DATA SHOWN –
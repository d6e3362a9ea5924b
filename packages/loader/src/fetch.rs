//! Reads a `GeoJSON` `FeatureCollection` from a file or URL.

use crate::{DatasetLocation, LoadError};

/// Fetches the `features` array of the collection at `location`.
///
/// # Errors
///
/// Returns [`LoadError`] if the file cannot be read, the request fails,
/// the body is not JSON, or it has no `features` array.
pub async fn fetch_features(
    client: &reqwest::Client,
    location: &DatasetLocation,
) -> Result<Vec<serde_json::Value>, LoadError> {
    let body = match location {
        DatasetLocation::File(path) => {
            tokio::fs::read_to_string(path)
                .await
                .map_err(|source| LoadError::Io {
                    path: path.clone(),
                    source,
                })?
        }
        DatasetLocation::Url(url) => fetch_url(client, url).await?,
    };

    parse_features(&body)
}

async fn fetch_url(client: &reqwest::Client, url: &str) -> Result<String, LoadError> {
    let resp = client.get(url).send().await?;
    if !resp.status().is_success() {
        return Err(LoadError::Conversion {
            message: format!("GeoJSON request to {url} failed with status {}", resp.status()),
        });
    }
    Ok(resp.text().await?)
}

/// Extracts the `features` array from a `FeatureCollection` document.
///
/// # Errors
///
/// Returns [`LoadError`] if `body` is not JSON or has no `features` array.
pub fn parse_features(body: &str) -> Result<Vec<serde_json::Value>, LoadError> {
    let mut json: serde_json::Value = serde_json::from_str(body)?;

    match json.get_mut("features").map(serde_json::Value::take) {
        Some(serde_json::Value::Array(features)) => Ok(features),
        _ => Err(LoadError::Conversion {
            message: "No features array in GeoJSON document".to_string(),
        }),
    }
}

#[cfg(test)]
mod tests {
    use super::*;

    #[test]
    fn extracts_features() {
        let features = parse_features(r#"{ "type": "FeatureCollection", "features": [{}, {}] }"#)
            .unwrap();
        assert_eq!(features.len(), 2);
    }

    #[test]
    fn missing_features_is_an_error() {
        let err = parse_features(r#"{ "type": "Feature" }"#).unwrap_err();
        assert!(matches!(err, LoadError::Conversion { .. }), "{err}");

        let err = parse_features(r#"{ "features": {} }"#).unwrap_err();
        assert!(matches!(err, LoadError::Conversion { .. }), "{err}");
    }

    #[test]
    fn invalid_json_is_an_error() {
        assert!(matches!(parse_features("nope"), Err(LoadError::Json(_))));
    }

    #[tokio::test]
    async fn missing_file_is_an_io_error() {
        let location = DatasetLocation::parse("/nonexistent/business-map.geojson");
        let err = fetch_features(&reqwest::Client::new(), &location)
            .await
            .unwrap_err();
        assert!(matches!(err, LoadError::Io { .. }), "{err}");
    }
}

---

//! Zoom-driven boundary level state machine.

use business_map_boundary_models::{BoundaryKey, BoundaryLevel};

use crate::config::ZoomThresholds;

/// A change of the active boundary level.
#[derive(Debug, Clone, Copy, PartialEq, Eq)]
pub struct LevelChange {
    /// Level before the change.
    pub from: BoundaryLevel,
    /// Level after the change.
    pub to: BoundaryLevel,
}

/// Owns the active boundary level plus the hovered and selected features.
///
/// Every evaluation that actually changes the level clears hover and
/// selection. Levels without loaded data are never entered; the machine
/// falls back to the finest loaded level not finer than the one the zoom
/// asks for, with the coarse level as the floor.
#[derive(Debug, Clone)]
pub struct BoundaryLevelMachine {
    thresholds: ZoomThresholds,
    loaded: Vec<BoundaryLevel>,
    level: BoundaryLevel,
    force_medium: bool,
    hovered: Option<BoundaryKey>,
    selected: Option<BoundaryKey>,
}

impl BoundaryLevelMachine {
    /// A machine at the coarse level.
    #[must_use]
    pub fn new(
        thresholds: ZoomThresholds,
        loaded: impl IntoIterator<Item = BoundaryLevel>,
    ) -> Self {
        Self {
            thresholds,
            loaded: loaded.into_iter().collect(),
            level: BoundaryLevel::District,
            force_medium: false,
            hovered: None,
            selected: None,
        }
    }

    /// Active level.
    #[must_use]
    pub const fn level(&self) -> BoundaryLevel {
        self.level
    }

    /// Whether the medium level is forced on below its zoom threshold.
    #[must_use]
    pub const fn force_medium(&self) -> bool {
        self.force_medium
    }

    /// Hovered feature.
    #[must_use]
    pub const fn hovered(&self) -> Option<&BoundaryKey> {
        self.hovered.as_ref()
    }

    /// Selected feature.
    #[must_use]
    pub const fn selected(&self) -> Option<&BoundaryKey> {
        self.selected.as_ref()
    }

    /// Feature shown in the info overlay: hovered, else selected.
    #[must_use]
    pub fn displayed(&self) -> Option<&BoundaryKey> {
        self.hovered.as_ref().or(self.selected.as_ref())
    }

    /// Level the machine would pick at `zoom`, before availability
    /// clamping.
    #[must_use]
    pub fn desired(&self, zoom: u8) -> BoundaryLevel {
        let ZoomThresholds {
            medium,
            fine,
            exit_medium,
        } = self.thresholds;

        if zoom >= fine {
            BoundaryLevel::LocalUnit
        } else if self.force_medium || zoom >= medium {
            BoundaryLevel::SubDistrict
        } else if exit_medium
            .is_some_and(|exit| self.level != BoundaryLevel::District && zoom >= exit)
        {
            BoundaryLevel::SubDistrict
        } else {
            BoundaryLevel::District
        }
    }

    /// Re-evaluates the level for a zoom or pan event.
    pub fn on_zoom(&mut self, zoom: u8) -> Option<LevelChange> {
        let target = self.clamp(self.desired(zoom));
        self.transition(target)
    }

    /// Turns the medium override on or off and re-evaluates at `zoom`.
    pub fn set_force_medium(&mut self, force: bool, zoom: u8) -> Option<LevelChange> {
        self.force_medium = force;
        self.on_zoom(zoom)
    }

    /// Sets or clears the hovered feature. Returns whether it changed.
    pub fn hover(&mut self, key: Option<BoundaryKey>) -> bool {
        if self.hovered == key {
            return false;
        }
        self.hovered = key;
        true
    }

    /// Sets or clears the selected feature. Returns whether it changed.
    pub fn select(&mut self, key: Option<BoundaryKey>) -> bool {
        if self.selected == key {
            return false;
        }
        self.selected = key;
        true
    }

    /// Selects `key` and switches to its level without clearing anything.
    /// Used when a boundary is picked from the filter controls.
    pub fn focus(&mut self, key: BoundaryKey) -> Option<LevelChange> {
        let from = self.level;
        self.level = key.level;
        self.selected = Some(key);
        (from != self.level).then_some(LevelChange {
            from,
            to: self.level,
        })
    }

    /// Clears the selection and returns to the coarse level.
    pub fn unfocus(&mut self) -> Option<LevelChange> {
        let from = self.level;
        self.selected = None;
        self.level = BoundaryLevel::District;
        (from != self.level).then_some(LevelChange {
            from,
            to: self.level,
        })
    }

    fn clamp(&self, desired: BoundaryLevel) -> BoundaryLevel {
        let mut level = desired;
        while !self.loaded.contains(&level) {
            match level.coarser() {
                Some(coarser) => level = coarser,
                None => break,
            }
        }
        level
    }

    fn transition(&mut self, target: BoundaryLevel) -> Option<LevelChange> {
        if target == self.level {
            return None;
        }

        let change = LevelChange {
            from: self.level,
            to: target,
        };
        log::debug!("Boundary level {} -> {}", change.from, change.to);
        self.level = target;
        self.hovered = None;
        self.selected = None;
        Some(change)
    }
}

--

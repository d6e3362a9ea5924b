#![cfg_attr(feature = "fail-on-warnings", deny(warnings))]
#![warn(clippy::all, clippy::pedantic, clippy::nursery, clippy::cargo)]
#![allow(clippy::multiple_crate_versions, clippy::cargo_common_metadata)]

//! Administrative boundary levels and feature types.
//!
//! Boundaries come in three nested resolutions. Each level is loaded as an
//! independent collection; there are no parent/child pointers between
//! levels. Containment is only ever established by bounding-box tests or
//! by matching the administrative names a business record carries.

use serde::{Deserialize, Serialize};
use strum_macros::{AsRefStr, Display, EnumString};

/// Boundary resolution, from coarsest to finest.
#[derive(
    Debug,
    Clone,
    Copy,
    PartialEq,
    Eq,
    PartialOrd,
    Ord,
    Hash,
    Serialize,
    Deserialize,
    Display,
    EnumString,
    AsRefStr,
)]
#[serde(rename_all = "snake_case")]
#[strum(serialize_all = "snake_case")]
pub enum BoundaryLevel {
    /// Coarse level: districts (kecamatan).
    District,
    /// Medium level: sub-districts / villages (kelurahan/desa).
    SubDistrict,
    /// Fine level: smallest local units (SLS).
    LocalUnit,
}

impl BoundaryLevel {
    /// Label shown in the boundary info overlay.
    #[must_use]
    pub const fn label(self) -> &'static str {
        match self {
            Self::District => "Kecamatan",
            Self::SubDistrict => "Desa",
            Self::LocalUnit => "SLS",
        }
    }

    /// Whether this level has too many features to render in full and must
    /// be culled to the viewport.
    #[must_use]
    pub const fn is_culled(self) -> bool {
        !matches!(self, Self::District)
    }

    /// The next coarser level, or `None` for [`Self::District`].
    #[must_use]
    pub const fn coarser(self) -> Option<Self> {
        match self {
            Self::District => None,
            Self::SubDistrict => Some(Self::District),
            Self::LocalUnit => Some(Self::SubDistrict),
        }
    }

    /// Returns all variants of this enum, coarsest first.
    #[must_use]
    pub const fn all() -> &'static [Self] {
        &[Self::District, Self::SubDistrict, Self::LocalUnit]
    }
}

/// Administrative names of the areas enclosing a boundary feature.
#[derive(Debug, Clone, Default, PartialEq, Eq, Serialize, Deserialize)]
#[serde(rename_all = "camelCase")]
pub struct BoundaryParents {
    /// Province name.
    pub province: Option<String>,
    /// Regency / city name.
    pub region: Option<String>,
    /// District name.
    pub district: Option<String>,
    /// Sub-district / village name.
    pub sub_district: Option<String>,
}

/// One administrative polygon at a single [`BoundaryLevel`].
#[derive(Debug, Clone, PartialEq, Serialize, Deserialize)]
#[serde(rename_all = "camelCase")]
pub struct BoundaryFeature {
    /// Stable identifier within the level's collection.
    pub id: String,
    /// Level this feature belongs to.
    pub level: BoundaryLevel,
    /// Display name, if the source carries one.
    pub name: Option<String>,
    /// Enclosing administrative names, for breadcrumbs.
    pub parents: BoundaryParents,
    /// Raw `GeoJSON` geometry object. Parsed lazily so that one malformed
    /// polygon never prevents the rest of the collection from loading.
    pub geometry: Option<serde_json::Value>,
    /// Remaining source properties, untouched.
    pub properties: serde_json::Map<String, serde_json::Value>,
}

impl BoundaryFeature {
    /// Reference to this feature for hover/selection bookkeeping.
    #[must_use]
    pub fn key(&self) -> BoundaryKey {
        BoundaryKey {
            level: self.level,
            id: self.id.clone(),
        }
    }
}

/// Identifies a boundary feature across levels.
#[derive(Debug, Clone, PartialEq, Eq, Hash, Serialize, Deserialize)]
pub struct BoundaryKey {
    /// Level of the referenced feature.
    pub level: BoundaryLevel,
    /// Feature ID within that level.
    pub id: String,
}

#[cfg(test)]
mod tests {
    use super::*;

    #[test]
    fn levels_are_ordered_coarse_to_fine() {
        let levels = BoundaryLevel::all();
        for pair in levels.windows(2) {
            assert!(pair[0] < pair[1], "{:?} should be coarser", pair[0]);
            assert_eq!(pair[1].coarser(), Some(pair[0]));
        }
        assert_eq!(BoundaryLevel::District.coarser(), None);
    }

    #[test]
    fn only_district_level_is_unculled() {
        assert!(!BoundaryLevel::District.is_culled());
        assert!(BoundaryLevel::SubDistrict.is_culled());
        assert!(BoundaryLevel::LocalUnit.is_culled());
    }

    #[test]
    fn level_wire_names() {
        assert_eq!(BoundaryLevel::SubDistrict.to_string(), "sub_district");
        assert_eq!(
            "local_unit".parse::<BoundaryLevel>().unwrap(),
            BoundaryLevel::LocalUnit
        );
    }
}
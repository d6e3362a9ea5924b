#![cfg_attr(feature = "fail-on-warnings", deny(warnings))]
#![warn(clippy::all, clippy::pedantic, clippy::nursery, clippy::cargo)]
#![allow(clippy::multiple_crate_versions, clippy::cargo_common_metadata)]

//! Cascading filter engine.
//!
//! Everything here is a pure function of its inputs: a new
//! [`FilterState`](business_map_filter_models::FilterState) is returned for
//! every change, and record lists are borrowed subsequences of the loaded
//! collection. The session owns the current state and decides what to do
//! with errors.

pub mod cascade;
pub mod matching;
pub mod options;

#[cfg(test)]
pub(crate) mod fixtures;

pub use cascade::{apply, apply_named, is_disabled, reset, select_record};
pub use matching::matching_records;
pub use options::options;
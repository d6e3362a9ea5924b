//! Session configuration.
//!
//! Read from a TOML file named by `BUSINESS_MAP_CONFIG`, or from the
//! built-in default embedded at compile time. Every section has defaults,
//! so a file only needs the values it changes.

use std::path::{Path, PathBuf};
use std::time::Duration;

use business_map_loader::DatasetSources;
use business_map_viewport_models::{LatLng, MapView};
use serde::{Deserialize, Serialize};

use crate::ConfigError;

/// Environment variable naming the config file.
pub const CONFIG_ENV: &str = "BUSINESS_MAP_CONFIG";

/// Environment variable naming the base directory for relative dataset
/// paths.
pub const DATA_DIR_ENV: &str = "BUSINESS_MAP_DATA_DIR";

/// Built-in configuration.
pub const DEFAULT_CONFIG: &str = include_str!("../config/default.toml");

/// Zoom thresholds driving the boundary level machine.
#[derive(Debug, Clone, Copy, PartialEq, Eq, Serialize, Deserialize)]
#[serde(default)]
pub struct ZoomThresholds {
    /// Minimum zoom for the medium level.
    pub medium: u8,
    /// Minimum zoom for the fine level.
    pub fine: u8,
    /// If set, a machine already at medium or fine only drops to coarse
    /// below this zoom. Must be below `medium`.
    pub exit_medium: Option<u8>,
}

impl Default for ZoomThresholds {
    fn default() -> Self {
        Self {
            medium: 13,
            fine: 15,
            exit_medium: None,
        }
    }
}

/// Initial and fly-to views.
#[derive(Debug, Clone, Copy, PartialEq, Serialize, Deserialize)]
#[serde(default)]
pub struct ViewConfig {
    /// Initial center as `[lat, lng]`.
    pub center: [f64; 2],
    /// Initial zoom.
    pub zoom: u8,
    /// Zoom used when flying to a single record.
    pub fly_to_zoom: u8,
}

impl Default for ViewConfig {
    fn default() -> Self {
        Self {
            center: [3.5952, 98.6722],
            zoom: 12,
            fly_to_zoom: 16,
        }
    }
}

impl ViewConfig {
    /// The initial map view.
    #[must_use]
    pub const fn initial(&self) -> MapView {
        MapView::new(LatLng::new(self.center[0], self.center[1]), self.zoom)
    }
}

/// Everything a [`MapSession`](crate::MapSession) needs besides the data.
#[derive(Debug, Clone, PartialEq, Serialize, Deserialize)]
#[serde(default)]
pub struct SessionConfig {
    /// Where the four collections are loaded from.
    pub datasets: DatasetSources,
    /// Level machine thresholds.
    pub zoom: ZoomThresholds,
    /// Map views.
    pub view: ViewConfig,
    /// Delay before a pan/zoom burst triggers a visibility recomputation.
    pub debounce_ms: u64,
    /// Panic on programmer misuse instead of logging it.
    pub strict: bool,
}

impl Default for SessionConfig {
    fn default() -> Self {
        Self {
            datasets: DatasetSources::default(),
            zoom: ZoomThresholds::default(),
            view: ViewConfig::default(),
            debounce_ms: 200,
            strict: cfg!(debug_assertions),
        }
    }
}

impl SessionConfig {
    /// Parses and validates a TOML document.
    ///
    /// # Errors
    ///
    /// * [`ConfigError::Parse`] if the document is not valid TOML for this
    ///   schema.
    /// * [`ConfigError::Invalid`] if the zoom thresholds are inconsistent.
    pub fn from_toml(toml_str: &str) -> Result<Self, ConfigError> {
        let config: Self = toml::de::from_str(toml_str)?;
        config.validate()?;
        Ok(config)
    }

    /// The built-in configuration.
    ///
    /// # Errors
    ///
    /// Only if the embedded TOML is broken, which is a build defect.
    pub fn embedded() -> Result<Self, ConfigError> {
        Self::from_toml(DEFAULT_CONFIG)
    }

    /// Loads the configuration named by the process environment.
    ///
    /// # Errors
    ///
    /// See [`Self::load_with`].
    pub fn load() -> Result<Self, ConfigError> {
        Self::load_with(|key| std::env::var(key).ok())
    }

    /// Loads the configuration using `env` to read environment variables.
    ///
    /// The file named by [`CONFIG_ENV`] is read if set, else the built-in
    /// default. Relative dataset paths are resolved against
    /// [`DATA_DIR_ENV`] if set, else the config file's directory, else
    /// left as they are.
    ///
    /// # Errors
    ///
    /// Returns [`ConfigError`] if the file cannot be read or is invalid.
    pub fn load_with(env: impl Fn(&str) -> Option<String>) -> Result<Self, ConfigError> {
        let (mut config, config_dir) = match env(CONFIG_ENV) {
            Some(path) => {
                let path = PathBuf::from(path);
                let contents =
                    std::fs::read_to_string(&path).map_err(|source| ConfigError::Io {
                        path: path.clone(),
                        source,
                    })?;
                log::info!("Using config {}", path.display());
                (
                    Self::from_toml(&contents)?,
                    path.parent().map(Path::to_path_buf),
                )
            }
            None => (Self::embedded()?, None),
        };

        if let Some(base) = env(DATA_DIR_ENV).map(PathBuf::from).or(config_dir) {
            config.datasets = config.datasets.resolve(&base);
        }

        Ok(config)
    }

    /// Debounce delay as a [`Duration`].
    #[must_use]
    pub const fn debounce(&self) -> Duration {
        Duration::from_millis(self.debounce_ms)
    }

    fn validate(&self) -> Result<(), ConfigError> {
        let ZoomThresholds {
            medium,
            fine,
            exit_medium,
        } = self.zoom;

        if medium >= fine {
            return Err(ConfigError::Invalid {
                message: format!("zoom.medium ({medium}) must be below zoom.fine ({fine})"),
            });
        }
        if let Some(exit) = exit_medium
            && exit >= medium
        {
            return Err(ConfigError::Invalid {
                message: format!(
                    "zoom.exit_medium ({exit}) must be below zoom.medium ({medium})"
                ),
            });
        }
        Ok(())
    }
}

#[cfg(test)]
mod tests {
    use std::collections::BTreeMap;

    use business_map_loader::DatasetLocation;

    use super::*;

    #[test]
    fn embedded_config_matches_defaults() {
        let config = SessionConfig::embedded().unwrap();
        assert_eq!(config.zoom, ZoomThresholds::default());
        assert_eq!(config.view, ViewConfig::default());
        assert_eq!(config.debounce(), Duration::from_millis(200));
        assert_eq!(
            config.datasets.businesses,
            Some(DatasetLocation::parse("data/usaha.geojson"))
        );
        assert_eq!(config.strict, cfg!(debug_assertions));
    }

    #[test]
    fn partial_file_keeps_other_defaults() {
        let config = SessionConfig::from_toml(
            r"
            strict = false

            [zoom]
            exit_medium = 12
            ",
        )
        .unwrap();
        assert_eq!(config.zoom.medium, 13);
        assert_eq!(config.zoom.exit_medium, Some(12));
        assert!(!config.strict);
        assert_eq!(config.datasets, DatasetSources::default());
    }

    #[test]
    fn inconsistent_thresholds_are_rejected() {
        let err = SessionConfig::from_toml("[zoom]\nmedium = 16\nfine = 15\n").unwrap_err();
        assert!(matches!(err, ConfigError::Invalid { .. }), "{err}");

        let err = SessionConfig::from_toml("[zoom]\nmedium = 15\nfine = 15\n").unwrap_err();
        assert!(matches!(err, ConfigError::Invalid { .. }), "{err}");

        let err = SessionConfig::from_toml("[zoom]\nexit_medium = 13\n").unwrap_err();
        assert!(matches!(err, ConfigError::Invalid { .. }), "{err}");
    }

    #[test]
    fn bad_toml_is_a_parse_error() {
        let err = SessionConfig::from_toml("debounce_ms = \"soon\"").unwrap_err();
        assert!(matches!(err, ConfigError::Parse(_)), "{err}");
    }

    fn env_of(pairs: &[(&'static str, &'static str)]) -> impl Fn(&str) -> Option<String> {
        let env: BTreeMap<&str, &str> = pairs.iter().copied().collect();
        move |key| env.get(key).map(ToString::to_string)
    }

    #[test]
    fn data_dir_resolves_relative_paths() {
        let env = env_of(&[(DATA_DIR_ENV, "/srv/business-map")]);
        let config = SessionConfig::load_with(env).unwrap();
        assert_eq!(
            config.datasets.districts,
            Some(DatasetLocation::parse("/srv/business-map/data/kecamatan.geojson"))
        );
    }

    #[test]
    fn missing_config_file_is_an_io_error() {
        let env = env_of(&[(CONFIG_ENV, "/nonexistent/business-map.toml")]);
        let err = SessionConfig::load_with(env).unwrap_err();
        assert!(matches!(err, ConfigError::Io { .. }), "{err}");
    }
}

WHAT IS BEING ASKED – Your reply should be only the number of lines in the preceding data that include the word "cannot".

SOLUTION FOR THIS EXERCISE – 2